Baca juga: Pro-Kontra Bebas Skripsi
Menurut Tita, dari perspektif pewawancara Human Resource Department (HRD), pengalaman mahasiswa yang telah bekerja bisa menjadi nilai plus saat melamar kerja. Pihak HRD akan melihat bahwa mahasiswa tersebut memiliki kemampuan manajemen yang baik, bertanggung jawab, dan mempunyai tujuan hidup yang baik.

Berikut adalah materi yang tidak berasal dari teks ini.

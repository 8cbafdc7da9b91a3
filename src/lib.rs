//! roikit
//!
//! Region of interest extraction from binary masks, with the small set of
//! image operations needed to produce those masks.
//!
//! ## Pipeline
//!
//! ```text
//! Image --grey/mask--> Mask --label--> LabelGrid --trace--> regions --hierarchy--> RoiMap
//! ```
//!
//! - **Mask**: immutable foreground/background grid ([`Mask`])
//! - **ROI engine**: labeling, contour tracing and nesting ([`roi`])
//! - **Image operations**: colour conversion, grey, threshold, pad, rotate ([`image`])
//!
//! ## Example
//!
//! ```
//! use roikit::{Mask, RoiManager, RoiOptions};
//!
//! let mask = Mask::from_packed_bits(4, 4, &[63, 192]).unwrap();
//! let mut manager = RoiManager::new(RoiOptions::default());
//! manager.from_mask(&mask).unwrap();
//! assert_eq!(manager.get_rois().len(), 1);
//! ```
//!
//! ## Bindings
//!
//! Python bindings (PyO3/numpy) are behind the `python` feature and WASM
//! bindings (wasm-bindgen) behind the `wasm` feature.

pub mod error;
pub mod image;
pub mod mask;
pub mod roi;

#[cfg(feature = "wasm")]
pub mod wasm;

pub use error::{Result, RoiKitError};
pub use image::{Image, ImageKind};
pub use mask::Mask;
pub use roi::{extract_rois, Connectivity, Roi, RoiFilter, RoiManager, RoiMap, RoiOptions};

// Python bindings (only when python feature is enabled)
#[cfg(feature = "python")]
mod python {
    use numpy::{IntoPyArray, PyArray2, PyArray3, PyReadonlyArray2, PyReadonlyArray3};
    use pyo3::exceptions::PyValueError;
    use pyo3::prelude::*;
    use pyo3::types::PyDict;

    use crate::error::RoiKitError;
    use crate::image::{GreyAlgorithm, GreyOptions, Image, ImageKind, MaskOptions};
    use crate::mask::Mask;
    use crate::roi::{extract_rois as extract, Connectivity, RoiOptions};

    fn to_py_err(err: RoiKitError) -> PyErr {
        PyValueError::new_err(err.to_string())
    }

    fn kind_for_channels(channels: usize) -> PyResult<ImageKind> {
        match channels {
            1 => Ok(ImageKind::Grey),
            2 => Ok(ImageKind::GreyA),
            3 => Ok(ImageKind::Rgb),
            4 => Ok(ImageKind::Rgba),
            n => Err(PyValueError::new_err(format!(
                "expected 1 to 4 channels, got {n}"
            ))),
        }
    }

    fn image_from_numpy(image: &PyReadonlyArray3<'_, u8>) -> PyResult<Image> {
        let array = image.as_array().to_owned();
        let kind = kind_for_channels(array.dim().2)?;
        Image::from_array(kind, array).map_err(to_py_err)
    }

    fn parse_algorithm(name: &str) -> PyResult<GreyAlgorithm> {
        let algorithm = match name.to_ascii_lowercase().as_str() {
            "luma709" => GreyAlgorithm::Luma709,
            "luma601" => GreyAlgorithm::Luma601,
            "red" => GreyAlgorithm::Red,
            "green" => GreyAlgorithm::Green,
            "blue" => GreyAlgorithm::Blue,
            "average" => GreyAlgorithm::Average,
            "minimum" => GreyAlgorithm::Minimum,
            "maximum" => GreyAlgorithm::Maximum,
            "lightness" => GreyAlgorithm::Lightness,
            other => {
                return Err(PyValueError::new_err(format!(
                    "unsupported grey algorithm: {other}"
                )))
            }
        };
        Ok(algorithm)
    }

    // ========================================================================
    // ROI extraction
    // ========================================================================

    /// Extract regions of interest from a 2D mask (nonzero = foreground).
    ///
    /// Returns one dict per region, ascending id, with keys `id`, `x`, `y`,
    /// `width`, `height`, `surface`, `box_pixels`, `contour`, `contour_mask`,
    /// `border`, `external` and `surround` (nearest enclosing region first).
    #[pyfunction]
    #[pyo3(signature = (mask, connectivity=4, background=false))]
    pub fn extract_rois<'py>(
        py: Python<'py>,
        mask: PyReadonlyArray2<'py, u8>,
        connectivity: u8,
        background: bool,
    ) -> PyResult<Vec<Bound<'py, PyDict>>> {
        let connectivity = match connectivity {
            4 => Connectivity::Four,
            8 => Connectivity::Eight,
            n => {
                return Err(PyValueError::new_err(format!(
                    "connectivity must be 4 or 8, got {n}"
                )))
            }
        };
        let mask = Mask::from_array(mask.as_array().mapv(|v| v != 0));
        let options = RoiOptions {
            connectivity,
            background,
        };
        let map = extract(&mask, &options).map_err(to_py_err)?;

        map.rois()
            .iter()
            .map(|roi| {
                let dict = PyDict::new(py);
                dict.set_item("id", roi.id())?;
                dict.set_item("x", roi.min_x())?;
                dict.set_item("y", roi.min_y())?;
                dict.set_item("width", roi.width())?;
                dict.set_item("height", roi.height())?;
                dict.set_item("surface", roi.surface())?;
                dict.set_item("box_pixels", roi.box_pixels().to_vec())?;
                dict.set_item("contour", roi.contour().to_vec())?;
                dict.set_item("contour_mask", roi.contour_mask().clone().into_pyarray(py))?;
                dict.set_item("border", roi.border())?;
                dict.set_item("external", roi.external())?;
                dict.set_item("surround", roi.surround().to_vec())?;
                Ok(dict)
            })
            .collect()
    }

    // ========================================================================
    // Image operations
    // ========================================================================

    /// Reduce an image of shape (height, width, channels) to grey.
    #[pyfunction]
    #[pyo3(signature = (image, algorithm="luma709", keep_alpha=false, merge_alpha=true))]
    pub fn grey<'py>(
        py: Python<'py>,
        image: PyReadonlyArray3<'py, u8>,
        algorithm: &str,
        keep_alpha: bool,
        merge_alpha: bool,
    ) -> PyResult<Bound<'py, PyArray3<u8>>> {
        let image = image_from_numpy(&image)?;
        let options = GreyOptions {
            algorithm: parse_algorithm(algorithm)?,
            keep_alpha,
            merge_alpha,
        };
        Ok(image.grey(&options).data().clone().into_pyarray(py))
    }

    /// Threshold an image into a boolean mask.
    #[pyfunction]
    #[pyo3(signature = (image, threshold=0.5, invert=false, use_alpha=true))]
    pub fn threshold_mask<'py>(
        py: Python<'py>,
        image: PyReadonlyArray3<'py, u8>,
        threshold: f32,
        invert: bool,
        use_alpha: bool,
    ) -> PyResult<Bound<'py, PyArray2<bool>>> {
        let image = image_from_numpy(&image)?;
        let options = MaskOptions {
            threshold,
            invert,
            use_alpha,
        };
        let mask = image.mask(&options).map_err(to_py_err)?;
        Ok(mask.cells().clone().into_pyarray(py))
    }

    /// roikit Rust extension module
    #[pymodule]
    pub fn roikit(m: &Bound<'_, PyModule>) -> PyResult<()> {
        m.add_function(wrap_pyfunction!(extract_rois, m)?)?;
        m.add_function(wrap_pyfunction!(grey, m)?)?;
        m.add_function(wrap_pyfunction!(threshold_mask, m)?)?;
        Ok(())
    }
}

#[cfg(feature = "python")]
pub use python::roikit;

Berkuliah sambil bekerja terbukti memberi manfaat bagi Utut Muhammad alias Umam (24), alumnus Fakultas Ilmu Tarbiyah dan Keguruan UIN Syarif Hidayatullah Jakarta. Umam pernah bekerja sebagai pengurus masjid atau marbot di Masjid Baiturrahman, Jombang, Tangerang Selatan, sewaktu kuliah.
Pengalaman ini bermula dari salah seorang temannya yang mengajak untuk tinggal bersama di masjid. Meskipun sempat teringat pesan orang tua untuk tinggal mengontrak, Umam memutuskan untuk menerima tawaran sang teman. ”Ya, akhirnya cobalah mencari pengalaman kan,” katanya.
Berawal dari mendapat tempat tinggal sehingga bisa menghemat pengeluaran, Umam juga memperoleh relasi baru. Salah satunya para sukarelawan di SMP Terbuka Diponegoro yang terletak tidak jauh dari masjid. Perkenalan ini berujung pada tawaran untuk bergabung sebagai pembina ekstrakurikuler dan membantu menjaga ketertiban sekolah.
Seusai lulus kuliah, Umam sempat lolos beasiswa LPDP-Kemenag berkat kedua pengalaman yang dia miliki. ”Bisa dapat LPDP karena waktu itu cerita pernah jadi sukarelawan di SMP Terbuka Diponegoro dan pengalaman jadi pengurus masjid,” tutur Umam sedang menjajaki program Working Holiday Visa (WHV) Australia untuk bekerja sebelum lanjut pendidikan S-2.
Bekerja boleh saja, tetapi mahasiswa juga tidak boleh melupakan tanggung jawab untuk mengejar pendidikan. Dalam perjalanannya, bekerja juga bisa memberi manfaat secara ekonomi dan keterampilan personal. (*)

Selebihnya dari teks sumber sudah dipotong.